[Stored data]
· · · · ·

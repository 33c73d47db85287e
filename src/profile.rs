//! Device profiles: role, classification, capture preferences and TEMPEST
//! control mapping.
//!
//! Profiles are immutable once loaded. Lookup goes to `<dir>/<role>.json` in an
//! explicitly configured directory first and falls back to the built-in set.

use anyhow::{anyhow, Context, Result};
use regex::Regex;
use serde::{Deserialize, Serialize};
use std::path::{Path, PathBuf};
use std::sync::OnceLock;

use crate::error::{GateError, GateResult};
use crate::policy::{Classification, TempestControl, MAX_LAYER};

pub const MAX_CONTROL_PRESETS: usize = 32;
pub const DEFAULT_BUFFER_COUNT: u32 = 4;
const MAX_BUFFER_COUNT: u32 = 32;

/// V4L2 camera-class privacy control.
pub const V4L2_CID_PRIVACY: u32 = 0x009a_0910;
/// V4L2 camera-class auto exposure control (1 = manual).
pub const V4L2_CID_EXPOSURE_AUTO: u32 = 0x009a_0901;

#[derive(Clone, Copy, Debug, PartialEq, Eq, Serialize, Deserialize)]
pub struct ControlPreset {
    pub id: u32,
    pub value: i32,
}

#[derive(Clone, Copy, Debug, PartialEq, Eq, Hash, Serialize, Deserialize)]
#[serde(rename_all = "snake_case")]
pub enum MetadataFormat {
    Klv,
    IrRadiometric,
}

#[derive(Clone, Debug, PartialEq, Eq, Serialize, Deserialize)]
pub struct DeviceProfile {
    pub id: String,
    pub role: String,
    #[serde(default)]
    pub device_hint: String,
    /// A clearance level name, optionally with a `_BIOMETRIC` suffix.
    pub classification: String,
    /// FourCC, e.g. `YUYV`.
    #[serde(default)]
    pub pixel_format: Option<String>,
    #[serde(default)]
    pub width: u32,
    #[serde(default)]
    pub height: u32,
    #[serde(default)]
    pub fps_num: u32,
    #[serde(default = "default_fps_den")]
    pub fps_den: u32,
    #[serde(default)]
    pub layer: u32,
    #[serde(default)]
    pub controls: Vec<ControlPreset>,
    #[serde(default)]
    pub tempest_control: TempestControl,
    #[serde(default)]
    pub meta_device_path: Option<String>,
    #[serde(default)]
    pub meta_format: Option<MetadataFormat>,
    #[serde(default = "default_buffer_count")]
    pub buffer_count: u32,
}

fn default_fps_den() -> u32 {
    1
}

fn default_buffer_count() -> u32 {
    DEFAULT_BUFFER_COUNT
}

impl DeviceProfile {
    /// Requested frames per second as `(numerator, denominator)`.
    pub fn framerate(&self) -> Option<(u32, u32)> {
        (self.fps_num > 0).then(|| (self.fps_num, self.fps_den.max(1)))
    }

    pub fn classification(&self) -> GateResult<Classification> {
        Classification::parse(&self.classification)
    }

    pub fn is_biometric(&self) -> bool {
        self.classification().map(|c| c.biometric).unwrap_or(false)
    }

    /// Little-endian packed FourCC, as V4L2 expects.
    pub fn fourcc(&self) -> Option<u32> {
        let s = self.pixel_format.as_deref()?;
        let bytes: [u8; 4] = s.as_bytes().try_into().ok()?;
        Some(u32::from_le_bytes(bytes))
    }

    pub fn validate(&self) -> GateResult<()> {
        validate_role(&self.role)?;
        if self.id.trim().is_empty() {
            return Err(GateError::invalid("profile id must not be empty"));
        }
        self.classification()?;
        if let Some(fmt) = &self.pixel_format {
            if self.fourcc().is_none() {
                return Err(GateError::invalid(format!(
                    "pixel_format '{}' is not a four-character code",
                    fmt
                )));
            }
        }
        if self.fps_num > 0 && self.fps_den == 0 {
            return Err(GateError::invalid("fps_den must be non-zero"));
        }
        if self.layer > MAX_LAYER {
            return Err(GateError::invalid(format!(
                "layer {} is outside 0..={}",
                self.layer, MAX_LAYER
            )));
        }
        if self.controls.len() > MAX_CONTROL_PRESETS {
            return Err(GateError::invalid(format!(
                "profile has {} control presets, maximum is {}",
                self.controls.len(),
                MAX_CONTROL_PRESETS
            )));
        }
        if self.buffer_count == 0 || self.buffer_count > MAX_BUFFER_COUNT {
            return Err(GateError::invalid(format!(
                "buffer_count must be within 1..={}",
                MAX_BUFFER_COUNT
            )));
        }
        Ok(())
    }
}

/// Roles double as profile file names, so keep them to a strict allowlist.
pub fn validate_role(role: &str) -> GateResult<()> {
    static ROLE_RE: OnceLock<Result<Regex, String>> = OnceLock::new();
    let re = ROLE_RE
        .get_or_init(|| Regex::new(r"^[a-z][a-z0-9_]{0,63}$").map_err(|e| e.to_string()))
        .as_ref()
        .map_err(|e| GateError::invalid(format!("role pattern failed to compile: {}", e)))?;
    if role.is_empty() {
        return Err(GateError::invalid("role must not be empty"));
    }
    if !re.is_match(role) {
        return Err(GateError::invalid(format!(
            "role '{}' must match ^[a-z][a-z0-9_]{{0,63}}$",
            role
        )));
    }
    Ok(())
}

pub fn builtin_profiles() -> Vec<DeviceProfile> {
    vec![
        DeviceProfile {
            id: "iris_scanner_default".to_string(),
            role: "iris_scanner".to_string(),
            device_hint: "usb:iris".to_string(),
            classification: "SECRET_BIOMETRIC".to_string(),
            pixel_format: Some("GREY".to_string()),
            width: 640,
            height: 480,
            fps_num: 30,
            fps_den: 1,
            layer: 3,
            controls: vec![ControlPreset {
                id: V4L2_CID_EXPOSURE_AUTO,
                value: 1,
            }],
            tempest_control: TempestControl::explicit(V4L2_CID_PRIVACY, [0, 1, 1, 1]),
            meta_device_path: None,
            meta_format: None,
            buffer_count: DEFAULT_BUFFER_COUNT,
        },
        DeviceProfile {
            id: "generic_webcam_default".to_string(),
            role: "generic_webcam".to_string(),
            device_hint: "usb:uvc".to_string(),
            classification: "UNCLASSIFIED".to_string(),
            pixel_format: Some("YUYV".to_string()),
            width: 1280,
            height: 720,
            fps_num: 30,
            fps_den: 1,
            layer: 0,
            controls: Vec::new(),
            tempest_control: TempestControl::auto_detect(),
            meta_device_path: None,
            meta_format: None,
            buffer_count: DEFAULT_BUFFER_COUNT,
        },
        DeviceProfile {
            id: "ir_sensor_default".to_string(),
            role: "ir_sensor".to_string(),
            device_hint: "usb:thermal".to_string(),
            classification: "CONFIDENTIAL".to_string(),
            pixel_format: Some("Y16 ".to_string()),
            width: 320,
            height: 240,
            fps_num: 9,
            fps_den: 1,
            layer: 2,
            controls: Vec::new(),
            tempest_control: TempestControl::auto_detect(),
            meta_device_path: None,
            meta_format: Some(MetadataFormat::IrRadiometric),
            buffer_count: DEFAULT_BUFFER_COUNT,
        },
    ]
}

/// Profile lookup by role against an explicit directory plus the built-ins.
#[derive(Clone, Debug, Default)]
pub struct ProfileRegistry {
    dir: Option<PathBuf>,
    builtins: Vec<DeviceProfile>,
}

impl ProfileRegistry {
    pub fn builtin() -> Self {
        Self {
            dir: None,
            builtins: builtin_profiles(),
        }
    }

    pub fn with_dir(dir: impl Into<PathBuf>) -> Self {
        Self {
            dir: Some(dir.into()),
            builtins: builtin_profiles(),
        }
    }

    pub fn dir(&self) -> Option<&Path> {
        self.dir.as_deref()
    }

    /// Directory profile first, then built-in. Unknown role is `NotFound`.
    pub fn find_by_role(&self, role: &str) -> GateResult<DeviceProfile> {
        validate_role(role)?;
        if let Some(dir) = &self.dir {
            let path = dir.join(format!("{}.json", role));
            if path.exists() {
                return load_profile_file(&path)
                    .map_err(|e| GateError::invalid(format!("{:#}", e)));
            }
        }
        self.builtins
            .iter()
            .find(|p| p.role == role)
            .cloned()
            .ok_or_else(|| GateError::NotFound(format!("no profile for role '{}'", role)))
    }
}

pub fn load_profile_file(path: &Path) -> Result<DeviceProfile> {
    let raw = std::fs::read_to_string(path)
        .with_context(|| format!("failed to read profile {}", path.display()))?;
    let profile: DeviceProfile = serde_json::from_str(&raw)
        .map_err(|e| anyhow!("invalid profile {}: {}", path.display(), e))?;
    profile
        .validate()
        .map_err(|e| anyhow!("invalid profile {}: {}", path.display(), e))?;
    Ok(profile)
}
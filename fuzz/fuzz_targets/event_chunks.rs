//! Fuzz target for the forensic chunk reader.

#![no_main]
use libfuzzer_sys::fuzz_target;
use sensor_gate::telemetry::chunk::{encode_records, read_chunks, read_records};

fuzz_target!(|data: &[u8]| {
    if let Ok(chunks) = read_chunks(data) {
        for chunk in &chunks {
            // Decoding is strict, so the decoded events re-encode to the bytes read.
            assert_eq!(encode_records(&chunk.events), chunk.records());
        }
    }
    let _ = read_records(data);
});
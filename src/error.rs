//! Error kinds surfaced by the policy engine, telemetry lifecycle, and metadata codec.
//!
//! Security-relevant denials (`PermissionDenied`, `AccessDenied`) are returned to
//! the caller *and* recorded as events by the policy engine. Codec failures are
//! returned only. `ResourceExhausted` exists for completeness of the taxonomy but
//! the telemetry path never returns it: a full ring is reported via drop counters.

use thiserror::Error;

/// Copyable discriminant of a [`GateError`], for matching without the message.
#[derive(Clone, Copy, Debug, PartialEq, Eq, Hash)]
pub enum ErrorKind {
    InvalidArgument,
    PermissionDenied,
    AccessDenied,
    NotFound,
    MalformedInput,
    AlreadyInitialized,
    NotInitialized,
    ResourceExhausted,
}

#[derive(Debug, Error, Clone, PartialEq, Eq)]
pub enum GateError {
    #[error("invalid argument: {0}")]
    InvalidArgument(String),
    #[error("permission denied: {0}")]
    PermissionDenied(String),
    #[error("access denied: {0}")]
    AccessDenied(String),
    #[error("not found: {0}")]
    NotFound(String),
    #[error("malformed input: {0}")]
    MalformedInput(String),
    #[error("already initialized: {0}")]
    AlreadyInitialized(String),
    #[error("not initialized: {0}")]
    NotInitialized(String),
    #[error("resource exhausted: {0}")]
    ResourceExhausted(String),
}

impl GateError {
    pub fn kind(&self) -> ErrorKind {
        match self {
            GateError::InvalidArgument(_) => ErrorKind::InvalidArgument,
            GateError::PermissionDenied(_) => ErrorKind::PermissionDenied,
            GateError::AccessDenied(_) => ErrorKind::AccessDenied,
            GateError::NotFound(_) => ErrorKind::NotFound,
            GateError::MalformedInput(_) => ErrorKind::MalformedInput,
            GateError::AlreadyInitialized(_) => ErrorKind::AlreadyInitialized,
            GateError::NotInitialized(_) => ErrorKind::NotInitialized,
            GateError::ResourceExhausted(_) => ErrorKind::ResourceExhausted,
        }
    }

    /// Denials the capture path treats as fatal for one attempt only.
    pub fn is_denial(&self) -> bool {
        matches!(
            self.kind(),
            ErrorKind::PermissionDenied | ErrorKind::AccessDenied
        )
    }

    pub(crate) fn malformed(msg: impl Into<String>) -> Self {
        GateError::MalformedInput(msg.into())
    }

    pub(crate) fn invalid(msg: impl Into<String>) -> Self {
        GateError::InvalidArgument(msg.into())
    }
}

pub type GateResult<T> = std::result::Result<T, GateError>;
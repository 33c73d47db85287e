//! SMPTE 336M-style Key-Length-Value parsing over untrusted bytes.
//!
//! Every produced item borrows its value from the input; `offset + value.len()`
//! never exceeds the input length. Anything else is `MalformedInput`.

use crate::error::{GateError, GateResult};

pub const KEY_LEN: usize = 16;

/// Longest long-form length prefix accepted (length fits in a `u64`).
const MAX_LENGTH_BYTES: usize = 8;

/// 16-byte Universal Label. Compared byte-wise.
#[derive(Clone, Copy, Debug, PartialEq, Eq, Hash, PartialOrd, Ord)]
pub struct UniversalLabel(pub [u8; KEY_LEN]);

impl UniversalLabel {
    pub fn as_bytes(&self) -> &[u8; KEY_LEN] {
        &self.0
    }
}

/// MISB ST 0601 UAS Datalink Local Set.
pub const UAS_DATALINK_LS: UniversalLabel = UniversalLabel([
    0x06, 0x0E, 0x2B, 0x34, 0x02, 0x0B, 0x01, 0x01, 0x0E, 0x01, 0x03, 0x01, 0x01, 0x00, 0x00, 0x00,
]);

#[derive(Clone, Copy, Debug, PartialEq, Eq)]
pub struct KlvItem<'a> {
    pub key: UniversalLabel,
    /// Offset of the value within the parsed buffer.
    pub offset: usize,
    pub value: &'a [u8],
}

impl KlvItem<'_> {
    pub fn len(&self) -> usize {
        self.value.len()
    }

    pub fn is_empty(&self) -> bool {
        self.value.is_empty()
    }
}

/// Parse consecutive KLV triplets until the buffer is exhausted.
pub fn parse_klv(buffer: &[u8]) -> GateResult<Vec<KlvItem<'_>>> {
    let mut items = Vec::new();
    let mut cursor = 0usize;
    while cursor < buffer.len() {
        let key_bytes = take(buffer, &mut cursor, KEY_LEN, "key")?;
        let mut key = [0u8; KEY_LEN];
        key.copy_from_slice(key_bytes);

        let length = read_ber_length(buffer, &mut cursor)?;
        let length = usize::try_from(length)
            .map_err(|_| GateError::malformed(format!("KLV length {} exceeds address space", length)))?;
        let offset = cursor;
        let value = take(buffer, &mut cursor, length, "value")?;
        items.push(KlvItem {
            key: UniversalLabel(key),
            offset,
            value,
        });
    }
    Ok(items)
}

/// First item whose key equals `key`, in list order.
pub fn find_klv_item<'i, 'a>(
    items: &'i [KlvItem<'a>],
    key: &UniversalLabel,
) -> GateResult<&'i KlvItem<'a>> {
    items
        .iter()
        .find(|item| item.key == *key)
        .ok_or_else(|| GateError::NotFound(format!("KLV key {}", hex::encode(key.0))))
}

/// Serialize items with minimal BER lengths.
pub fn encode_klv<'a, I>(items: I) -> Vec<u8>
where
    I: IntoIterator<Item = (&'a UniversalLabel, &'a [u8])>,
{
    let mut out = Vec::new();
    for (key, value) in items {
        out.extend_from_slice(&key.0);
        write_ber_length(&mut out, value.len());
        out.extend_from_slice(value);
    }
    out
}

fn read_ber_length(buffer: &[u8], cursor: &mut usize) -> GateResult<u64> {
    let first = take(buffer, cursor, 1, "length")?[0];
    if first & 0x80 == 0 {
        return Ok(u64::from(first));
    }
    let count = usize::from(first & 0x7F);
    if count == 0 {
        return Err(GateError::malformed("indefinite BER length is not allowed in KLV"));
    }
    if count > MAX_LENGTH_BYTES {
        return Err(GateError::malformed(format!(
            "BER length uses {} bytes, maximum is {}",
            count, MAX_LENGTH_BYTES
        )));
    }
    let bytes = take(buffer, cursor, count, "long-form length")?;
    Ok(bytes.iter().fold(0u64, |acc, b| (acc << 8) | u64::from(*b)))
}

fn write_ber_length(out: &mut Vec<u8>, len: usize) {
    if len < 0x80 {
        out.push(len as u8);
        return;
    }
    let be = (len as u64).to_be_bytes();
    let skip = be.iter().take_while(|b| **b == 0).count();
    out.push(0x80 | (be.len() - skip) as u8);
    out.extend_from_slice(&be[skip..]);
}

fn take<'a>(buffer: &'a [u8], cursor: &mut usize, len: usize, what: &str) -> GateResult<&'a [u8]> {
    let end = cursor
        .checked_add(len)
        .filter(|end| *end <= buffer.len())
        .ok_or_else(|| {
            GateError::malformed(format!(
                "truncated KLV {} at offset {}: need {} bytes, {} remain",
                what,
                cursor,
                len,
                buffer.len().saturating_sub(*cursor)
            ))
        })?;
    let out = &buffer[*cursor..end];
    *cursor = end;
    Ok(out)
}

#[cfg(test)]
mod tests {
    use super::*;
    use crate::error::ErrorKind;

    const OTHER: UniversalLabel = UniversalLabel([0xAA; KEY_LEN]);

    #[test]
    fn parses_single_uas_item() {
        let mut data = UAS_DATALINK_LS.0.to_vec();
        data.push(0x08);
        data.extend(0u8..8);
        let items = parse_klv(&data).unwrap();
        assert_eq!(items.len(), 1);
        assert_eq!(items[0].offset, 17);
        assert_eq!(items[0].value, &[0, 1, 2, 3, 4, 5, 6, 7]);
        assert!(find_klv_item(&items, &UAS_DATALINK_LS).is_ok());
        assert_eq!(
            find_klv_item(&items, &OTHER).unwrap_err().kind(),
            ErrorKind::NotFound
        );
    }

    #[test]
    fn long_form_length_round_trips() {
        let big = vec![0x5Au8; 300];
        let small = [1u8, 2, 3];
        let encoded = encode_klv([(&OTHER, &big[..]), (&UAS_DATALINK_LS, &small[..])]);
        assert_eq!(&encoded[16..19], &[0x82, 0x01, 0x2C]);
        let items = parse_klv(&encoded).unwrap();
        assert_eq!(items.len(), 2);
        assert_eq!(items[0].key, OTHER);
        assert_eq!(items[0].value, &big[..]);
        assert_eq!(items[1].value, &small);
    }

    #[test]
    fn every_truncation_is_malformed() {
        let a = [9u8; 5];
        let b = vec![7u8; 200];
        let encoded = encode_klv([(&UAS_DATALINK_LS, &a[..]), (&OTHER, &b[..])]);
        let first_end = KEY_LEN + 1 + a.len();
        for cut in 1..encoded.len() {
            let res = parse_klv(&encoded[..cut]);
            if cut == first_end {
                assert_eq!(res.unwrap().len(), 1);
            } else {
                assert_eq!(res.unwrap_err().kind(), ErrorKind::MalformedInput, "cut {}", cut);
            }
        }
        assert!(parse_klv(&[]).unwrap().is_empty());
    }

    #[test]
    fn rejects_oversized_and_indefinite_lengths() {
        let mut data = OTHER.0.to_vec();
        data.push(0x80);
        assert_eq!(parse_klv(&data).unwrap_err().kind(), ErrorKind::MalformedInput);

        let mut data = OTHER.0.to_vec();
        data.push(0x89);
        data.extend([0xFF; 9]);
        assert_eq!(parse_klv(&data).unwrap_err().kind(), ErrorKind::MalformedInput);

        let mut data = OTHER.0.to_vec();
        data.push(0x88);
        data.extend([0xFF; 8]);
        assert_eq!(parse_klv(&data).unwrap_err().kind(), ErrorKind::MalformedInput);
    }
}
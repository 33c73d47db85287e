//! Linear radiometric decoding for thermal sensors.

use serde::{Deserialize, Serialize};

use crate::error::{GateError, GateResult};

/// `T[cK] = c1 * raw + c2`.
#[derive(Clone, Copy, Debug, PartialEq, Serialize, Deserialize)]
pub struct RadiometricCalibration {
    pub c1: f64,
    pub c2: f64,
}

impl Default for RadiometricCalibration {
    /// Identity: raw counts are already centikelvin.
    fn default() -> Self {
        Self { c1: 1.0, c2: 0.0 }
    }
}

/// Row-major temperature grid in centikelvin.
#[derive(Clone, Debug, PartialEq, Eq)]
pub struct TemperatureMap {
    pub width: usize,
    pub height: usize,
    pub centikelvin: Vec<u16>,
    /// Samples whose calibrated value fell outside `0..=u16::MAX` or was not
    /// finite, and were clamped.
    pub saturated: usize,
}

impl TemperatureMap {
    pub fn get(&self, x: usize, y: usize) -> Option<u16> {
        if x >= self.width || y >= self.height {
            return None;
        }
        self.centikelvin.get(y * self.width + x).copied()
    }
}

/// Apply the calibration to every sample. Results are rounded and saturated to
/// the `u16` range; non-finite results become zero. Both are counted in
/// [`TemperatureMap::saturated`].
pub fn decode_ir_radiometric(
    raw: &[u16],
    width: usize,
    height: usize,
    calibration: &RadiometricCalibration,
) -> GateResult<TemperatureMap> {
    let expected = width
        .checked_mul(height)
        .ok_or_else(|| GateError::invalid("radiometric frame dimensions overflow"))?;
    if raw.len() != expected {
        return Err(GateError::invalid(format!(
            "radiometric frame is {}x{} ({} samples) but {} samples were supplied",
            width,
            height,
            expected,
            raw.len()
        )));
    }
    let max = f64::from(u16::MAX);
    let mut saturated = 0usize;
    let centikelvin = raw
        .iter()
        .map(|sample| {
            let t = (calibration.c1 * f64::from(*sample) + calibration.c2).round();
            if !t.is_finite() {
                saturated += 1;
                0
            } else if t < 0.0 || t > max {
                saturated += 1;
                t.clamp(0.0, max) as u16
            } else {
                t as u16
            }
        })
        .collect();
    if saturated > 0 {
        log::debug!(
            "radiometric decode clamped {} of {} samples",
            saturated,
            expected
        );
    }
    Ok(TemperatureMap {
        width,
        height,
        centikelvin,
        saturated,
    })
}
#[cfg(test)]
mod tests {
    use super::*;
    use crate::policy::{ClearanceLevel, FixedClearance, ThreatLevel};
    use crate::profile::ProfileRegistry;
    use std::sync::Mutex;

    #[derive(Default)]
    struct Recorder(Mutex<Vec<Event>>);

    impl EventEmitter for Recorder {
        fn emit_event(&self, event: Event) {
            self.0.lock().unwrap().push(event);
        }
    }

    impl Recorder {
        fn kinds(&self) -> Vec<EventKind> {
            self.0.lock().unwrap().iter().map(|e| e.kind).collect()
        }
    }

    fn setup(clearance: ClearanceLevel) -> (Arc<PolicyEngine>, Arc<Recorder>) {
        let rec = Arc::new(Recorder::default());
        let engine = Arc::new(PolicyEngine::new(
            rec.clone(),
            Box::new(FixedClearance(clearance)),
        ));
        (engine, rec)
    }

    fn open(role: &str, engine: &Arc<PolicyEngine>, rec: &Arc<Recorder>) -> Result<DeviceSession> {
        let profile = ProfileRegistry::builtin().find_by_role(role).unwrap();
        DeviceSession::open(
            "/dev/video0",
            profile,
            Box::new(StubFrameSource::default().drop_every(3)),
            engine.clone(),
            rec.clone(),
        )
    }

    #[test]
    fn webcam_lifecycle_emits_expected_events() {
        let (engine, rec) = setup(ClearanceLevel::Unclassified);
        let mut s = open("generic_webcam", &engine, &rec).unwrap();
        assert_eq!(s.frame_class(), FrameClass::Generic);
        s.start_stream().unwrap();
        let f1 = s.capture_frame().unwrap().unwrap();
        assert_eq!((f1.width, f1.height), (1280, 720));
        assert!(s.capture_frame().unwrap().is_some());
        assert!(s.capture_frame().unwrap().is_none());
        s.close().unwrap();
        assert_eq!(
            rec.kinds(),
            vec![
                EventKind::DeviceOpen,
                EventKind::FormatChange,
                EventKind::CaptureStart,
                EventKind::FrameAcquired,
                EventKind::FrameAcquired,
                EventKind::FrameDropped,
                EventKind::CaptureStop,
                EventKind::DeviceClose,
            ]
        );
        assert_eq!(engine.get_tempest_state(9_999), TempestState::Disabled);
    }

    #[test]
    fn insufficient_clearance_blocks_open() {
        let (engine, rec) = setup(ClearanceLevel::Unclassified);
        let err = open("iris_scanner", &engine, &rec).err().unwrap();
        let gate = err.downcast_ref::<GateError>().unwrap();
        assert_eq!(gate.kind(), crate::ErrorKind::PermissionDenied);
        assert_eq!(rec.kinds(), vec![EventKind::PolicyViolation]);
    }

    #[test]
    fn biometric_frames_are_tagged_and_layer_floor_enforced() {
        let (engine, rec) = setup(ClearanceLevel::TopSecret);
        let mut s = open("iris_scanner", &engine, &rec).unwrap();
        assert_eq!(s.frame_class(), FrameClass::Biometric);
        // Layer 3 needs LOW; NORMAL threat gives DISABLED.
        let err = s.start_stream().unwrap_err();
        assert!(err.downcast_ref::<GateError>().unwrap().is_denial());
        engine.set_threat_level(ThreatLevel::Alpha);
        s.start_stream().unwrap();
        let frame = s.capture_frame().unwrap().unwrap();
        assert_eq!(frame.class, FrameClass::Biometric);
        assert_eq!(s.tempest_control_value().unwrap(), (0x009a_0910, 1));
    }

    #[test]
    fn lockdown_denies_capture_but_keeps_session() {
        let (engine, rec) = setup(ClearanceLevel::Unclassified);
        let mut s = open("generic_webcam", &engine, &rec).unwrap();
        s.start_stream().unwrap();
        engine.set_threat_level(ThreatLevel::Emergency);
        let err = s.capture_frame().err().unwrap();
        assert_eq!(
            err.downcast_ref::<GateError>().unwrap().kind(),
            crate::ErrorKind::AccessDenied
        );
        engine.set_threat_level(ThreatLevel::Normal);
        assert!(s.capture_frame().unwrap().is_some());
    }

    #[test]
    fn profile_settings_reach_the_device() {
        let (engine, rec) = setup(ClearanceLevel::TopSecret);
        engine.set_threat_level(ThreatLevel::Alpha);
        let mut profile = ProfileRegistry::builtin().find_by_role("iris_scanner").unwrap();
        profile.fps_num = 15;
        profile.buffer_count = 6;
        profile.controls.push(crate::profile::ControlPreset {
            id: 0x0098_0900,
            value: 40,
        });
        let source = StubFrameSource::new(vec![
            ControlDescriptor::new(0x0098_0900, "Brightness"),
            ControlDescriptor::new(0x009a_0910, "Privacy"),
        ]);
        let settings = source.settings();
        let mut s = DeviceSession::open(
            "/dev/video2",
            profile,
            Box::new(source),
            engine.clone(),
            rec.clone(),
        )
        .unwrap();

        let applied = s.apply_profile().unwrap();
        assert_eq!(applied.format.map(|f| (f.width, f.height)), Some((640, 480)));
        assert_eq!(applied.framerate, Some((15, 1)));
        // The stub has no auto exposure control; the brightness preset still lands.
        assert_eq!(applied.controls_failed, 1);
        assert_eq!(applied.controls_applied, 1);
        assert_eq!(applied.tempest_control, Some(0x009a_0910));

        s.start_stream().unwrap();
        let seen = settings.lock().unwrap().clone();
        assert_eq!(seen.framerate, Some((15, 1)));
        assert_eq!(seen.controls, vec![(0x0098_0900, 40)]);
        assert_eq!(seen.buffers, Some(6));
    }

    #[test]
    fn start_stream_applies_profile_once() {
        let (engine, rec) = setup(ClearanceLevel::Unclassified);
        let mut profile = ProfileRegistry::builtin()
            .find_by_role("generic_webcam")
            .unwrap();
        profile.controls.push(crate::profile::ControlPreset {
            id: 0x0098_0901,
            value: 3,
        });
        let source = StubFrameSource::default();
        let settings = source.settings();
        let mut s =
            DeviceSession::open("/dev/video0", profile, Box::new(source), engine, rec).unwrap();
        s.start_stream().unwrap();
        s.stop_stream().unwrap();
        s.start_stream().unwrap();
        let seen = settings.lock().unwrap().clone();
        assert_eq!(seen.framerate, Some((30, 1)));
        assert_eq!(seen.controls, vec![(0x0098_0901, 3)]);
        assert_eq!(seen.buffers, Some(crate::profile::DEFAULT_BUFFER_COUNT));
    }

    #[test]
    fn ir_sensor_names_radiometric_metadata() {
        let (engine, rec) = setup(ClearanceLevel::Confidential);
        let ir = open("ir_sensor", &engine, &rec).unwrap();
        let meta = ir.metadata_stream().unwrap();
        assert_eq!(meta.format, MetadataFormat::IrRadiometric);
        assert_eq!(meta.path, None);
        let cam = open("generic_webcam", &engine, &rec).unwrap();
        assert!(cam.metadata_stream().is_none());
    }

    #[test]
    fn resolution_above_layer_is_refused() {
        let (engine, rec) = setup(ClearanceLevel::Confidential);
        let mut s = open("ir_sensor", &engine, &rec).unwrap();
        let err = s
            .set_format(CaptureFormat {
                fourcc: u32::from_le_bytes(*b"Y16 "),
                width: 3840,
                height: 2160,
            })
            .unwrap_err();
        assert!(err.downcast_ref::<GateError>().unwrap().is_denial());
        assert!(s.format().is_none());
        assert_eq!(s.discover_tempest_control().unwrap(), 0x009a_0910);
    }
}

· · · · ·

What this task involves: Sift through the entries and copy every line with "then".

Written reply:
        (self.fps_num > 0).then(|| (self.fps_num, self.fps_den.max(1)))
    /// Directory profile first, then built-in. Unknown role is `NotFound`.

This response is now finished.